Behind the scenes: Seattle Times news partner network
The Seattle Times News Partner Network got a nice little mention in Ken Doctor’s Nieman Lab piece about 11 reasons to be optimistic about the news business. He writes as reason No. 7:
This movement is now several years old, and in its most worthwhile forms, is beginning to form both new identities and new revenue streams for newspapers. Take The Seattle Times, which has expanded an experiment that started with five regional blogs, produced by non-staffers, and built it into a 50-blog News Partner Network. The Times pays the bloggers with recognition and traffic, currently sending about 115,000 clicks a month to partners, says Times executive editor David Boardman. The benefits to the Times are both tangible and intangible.
“Recently, we created an ‘Around the Sound’ page in our Sunday newspaper that features neighborhood content provided by the blog partners. That’s low-cost, quality content we would not have otherwise,” says Boardman. “We have made consistent use of the network partners for both news tips and for reporting stories. And it works both ways, with us providing tips and reporting and photography to them.”

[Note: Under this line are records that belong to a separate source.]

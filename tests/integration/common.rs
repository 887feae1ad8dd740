//! Shared helpers for integration tests

use assert_cmd::Command;
use nxsds_cli::test_utils::BackendEnvironment;

/// `nxsds` isolated from the user's configuration, pointed at `env`.
pub fn nxsds(env: &BackendEnvironment) -> Command {
    let mut cmd = Command::cargo_bin("nxsds").unwrap();
    cmd.env_remove("NXSDS_CONFIG")
        .env_remove("RUST_LOG")
        .env("HOME", env.path())
        .arg("--backend-dir")
        .arg(env.backend_root());
    cmd
}

/// Run `nxsds` and parse stdout as JSON.
pub fn nxsds_json(env: &BackendEnvironment, args: &[&str]) -> serde_json::Value {
    let output = nxsds(env).args(args).output().unwrap();
    assert!(output.status.success(), "nxsds {args:?} failed: {}", String::from_utf8_lossy(&output.stderr));
    serde_json::from_slice(&output.stdout).unwrap()
}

Then there’s the community warmth factor, as J-Lab’s survey has found a surprising 80 percent of the local population showing appreciation of the notion.
So, I think it’s a good opportunity to capture how we actual create those various products generated from our partner content. Below are images that show how the partner headlines appear on our homepage and in our Sunday print section:
My contribution to this ongoing project is a tool that allows print and web editors to select partner headlines for both platforms. Right now we’re calling it the “Partner Curation Tool” — a name that I hate, open to suggestions — and it’s basically a hacked WordPress install. Screenshot below:
It’s a pretty janky setup, but it works like this: Using the FeedWordPress plugin, all partner feeds are ingested into the blog. There’s a front-end interface for assigning a category to those ingested posts (assigning to either the web or print or both, with the ability to filter items by news partner or curation type). This generates a feed that we can pull into various CMSes.
Prior to this tool, we were copying and pasting headlines and links from Google Reader. It’s not pretty, but it gets the job done and it only took a few hours to make.